* Stored records
*** Begin section ***

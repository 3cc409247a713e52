use tokio::sync::broadcast;

use crate::member::{MemberUpdate, NodeInfo, NodeState};

const EVENT_CHANNEL_CAPACITY: usize = 256;

#[derive(Debug, Clone)]
pub enum MembershipEvent {
	Joined(NodeInfo),
	StateChanged(NodeInfo),
	Removed(String),
}

/// Result of applying a gossiped update to the local view.
#[derive(Debug)]
pub enum ApplyOutcome {
	/// The update advanced the local view; re-disseminate it.
	Applied(NodeInfo),
	/// Stale or redundant.
	Ignored,
	/// The update claims the local node is not alive; the caller must
	/// refute with an incarnation above the claimed one.
	NeedsRefute(u64),
}

/// This node's authoritative view of the cluster. Entries are mutated under
/// per-entry locks; cross-node convergence is eventual via gossip.
pub struct Membership {
	local_id: String,
	members: scc::HashMap<String, NodeInfo>,
	events: broadcast::Sender<MembershipEvent>,
}

impl Membership {
	pub fn new(local: NodeInfo) -> Self {
		let (events, _) = broadcast::channel(EVENT_CHANNEL_CAPACITY);
		let members = scc::HashMap::new();
		let _ = members.insert(local.node_id.clone(), local.clone());

		Membership {
			local_id: local.node_id,
			members,
			events,
		}
	}

	pub fn local_id(&self) -> &str {
		&self.local_id
	}

	pub fn subscribe(&self) -> broadcast::Receiver<MembershipEvent> {
		self.events.subscribe()
	}

	pub fn len(&self) -> usize {
		self.members.len()
	}

	pub fn is_empty(&self) -> bool {
		self.members.is_empty()
	}

	pub async fn get(&self, node_id: &str) -> Option<NodeInfo> {
		self.members
			.read_async(node_id, |_, info| info.clone())
			.await
	}

	pub async fn local(&self) -> NodeInfo {
		self.get(&self.local_id)
			.await
			.expect("local node must be in membership")
	}

	pub async fn snapshot(&self) -> Vec<NodeInfo> {
		let mut out = Vec::with_capacity(self.members.len());
		self.members
			.scan_async(|_, info| out.push(info.clone()))
			.await;
		out
	}

	/// Alive peers excluding the local node.
	pub async fn alive_peers(&self) -> Vec<NodeInfo> {
		let mut out = Vec::new();
		self.members
			.scan_async(|node_id, info| {
				if info.state == NodeState::Alive && *node_id != self.local_id {
					out.push(info.clone());
				}
			})
			.await;
		out
	}

	/// Applies a gossiped claim. Precedence: higher incarnation wins; at
	/// equal incarnation the higher-priority state wins; otherwise ignored.
	pub async fn apply_update(&self, update: MemberUpdate) -> ApplyOutcome {
		if update.node_id == self.local_id {
			// Someone claims we are not alive; do not apply, refute instead
			if update.state != NodeState::Alive {
				return ApplyOutcome::NeedsRefute(update.incarnation);
			}
			return ApplyOutcome::Ignored;
		}

		let now = flywheel_util::timestamp::now();
		let entry = self.members.entry_async(update.node_id.clone()).await;

		match entry {
			scc::hash_map::Entry::Occupied(mut occupied) => {
				let existing = occupied.get();
				let advances = update.incarnation > existing.incarnation
					|| (update.incarnation == existing.incarnation
						&& update.state > existing.state);
				if !advances {
					return ApplyOutcome::Ignored;
				}

				let state_changed = update.state != existing.state;
				let info = NodeInfo {
					node_id: update.node_id,
					address: update.address,
					state: update.state,
					incarnation: update.incarnation,
					last_heartbeat: now,
				};
				*occupied.get_mut() = info.clone();

				if state_changed {
					self.emit(MembershipEvent::StateChanged(info.clone()));
				}
				ApplyOutcome::Applied(info)
			}
			scc::hash_map::Entry::Vacant(vacant) => {
				let info = NodeInfo {
					node_id: update.node_id,
					address: update.address,
					state: update.state,
					incarnation: update.incarnation,
					last_heartbeat: now,
				};
				vacant.insert_entry(info.clone());

				tracing::debug!(node_id=%info.node_id, state=%info.state, "node joined");
				self.emit(MembershipEvent::Joined(info.clone()));
				ApplyOutcome::Applied(info)
			}
		}
	}

	/// Reasserts the local node as Alive above a stale claim. Returns the
	/// refutation to disseminate.
	pub async fn refute(&self, claimed_incarnation: u64) -> NodeInfo {
		let updated = self
			.members
			.update_async(&self.local_id, |_, info| {
				info.incarnation = info.incarnation.max(claimed_incarnation) + 1;
				info.state = NodeState::Alive;
				info.last_heartbeat = flywheel_util::timestamp::now();
				info.clone()
			})
			.await
			.expect("local node must be in membership");

		tracing::debug!(incarnation=%updated.incarnation, "refuting stale claim about self");
		self.emit(MembershipEvent::StateChanged(updated.clone()));
		updated
	}

	/// Valid only from Alive. Bumps the incarnation so the claim outranks
	/// the state it was derived from.
	pub async fn mark_suspect(&self, node_id: &str) -> Option<NodeInfo> {
		self.transition(node_id, NodeState::Suspect, |state| {
			state == NodeState::Alive
		})
		.await
	}

	/// Valid from Alive or Suspect.
	pub async fn mark_dead(&self, node_id: &str) -> Option<NodeInfo> {
		self.transition(node_id, NodeState::Dead, |state| {
			matches!(state, NodeState::Alive | NodeState::Suspect)
		})
		.await
	}

	/// Graceful departure announced by the node itself.
	pub async fn mark_left(&self, node_id: &str) -> Option<NodeInfo> {
		self.transition(node_id, NodeState::Left, |state| {
			state != NodeState::Left
		})
		.await
	}

	async fn transition(
		&self,
		node_id: &str,
		to: NodeState,
		valid_from: impl Fn(NodeState) -> bool,
	) -> Option<NodeInfo> {
		if node_id == self.local_id {
			return None;
		}

		let updated = self
			.members
			.update_async(node_id, |_, info| {
				if !valid_from(info.state) {
					return None;
				}
				info.state = to;
				info.incarnation += 1;
				Some(info.clone())
			})
			.await
			.flatten();

		if let Some(info) = &updated {
			tracing::debug!(node_id=%info.node_id, state=%info.state, "membership state changed");
			self.emit(MembershipEvent::StateChanged(info.clone()));
		}
		updated
	}

	/// Purges a node from the table entirely.
	pub async fn remove(&self, node_id: &str) -> bool {
		if node_id == self.local_id {
			return false;
		}

		let removed = self.members.remove_async(node_id).await.is_some();
		if removed {
			tracing::debug!(%node_id, "node removed from membership");
			self.emit(MembershipEvent::Removed(node_id.to_string()));
		}
		removed
	}

	/// A direct message from a node is proof of life. Reinstates a member we
	/// hold as Suspect/Dead/Left above its stale claim, or admits an unknown
	/// sender. Returns the update to disseminate, `None` when nothing
	/// changed.
	pub async fn reinstate(&self, node_id: &str, address: &str) -> Option<NodeInfo> {
		if node_id == self.local_id {
			return None;
		}

		let now = flywheel_util::timestamp::now();
		match self.members.entry_async(node_id.to_string()).await {
			scc::hash_map::Entry::Occupied(mut occupied) => {
				let info = occupied.get_mut();
				info.last_heartbeat = now;
				if info.state == NodeState::Alive {
					return None;
				}

				info.state = NodeState::Alive;
				info.incarnation += 1;
				info.address = address.to_string();
				let info = info.clone();

				tracing::debug!(node_id=%info.node_id, incarnation=%info.incarnation, "reinstating member after direct contact");
				self.emit(MembershipEvent::StateChanged(info.clone()));
				Some(info)
			}
			scc::hash_map::Entry::Vacant(vacant) => {
				let info = NodeInfo {
					node_id: node_id.to_string(),
					address: address.to_string(),
					state: NodeState::Alive,
					incarnation: 0,
					last_heartbeat: now,
				};
				vacant.insert_entry(info.clone());

				tracing::debug!(%node_id, "admitting unknown sender");
				self.emit(MembershipEvent::Joined(info.clone()));
				Some(info)
			}
		}
	}

	pub async fn touch(&self, node_id: &str) {
		self.members
			.update_async(node_id, |_, info| {
				info.last_heartbeat = flywheel_util::timestamp::now();
			})
			.await;
	}

	fn emit(&self, event: MembershipEvent) {
		// No receivers is fine
		let _ = self.events.send(event);
	}
}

*** End section ***

Check each line above for the word "view" and say how many have it, with nothing else.

3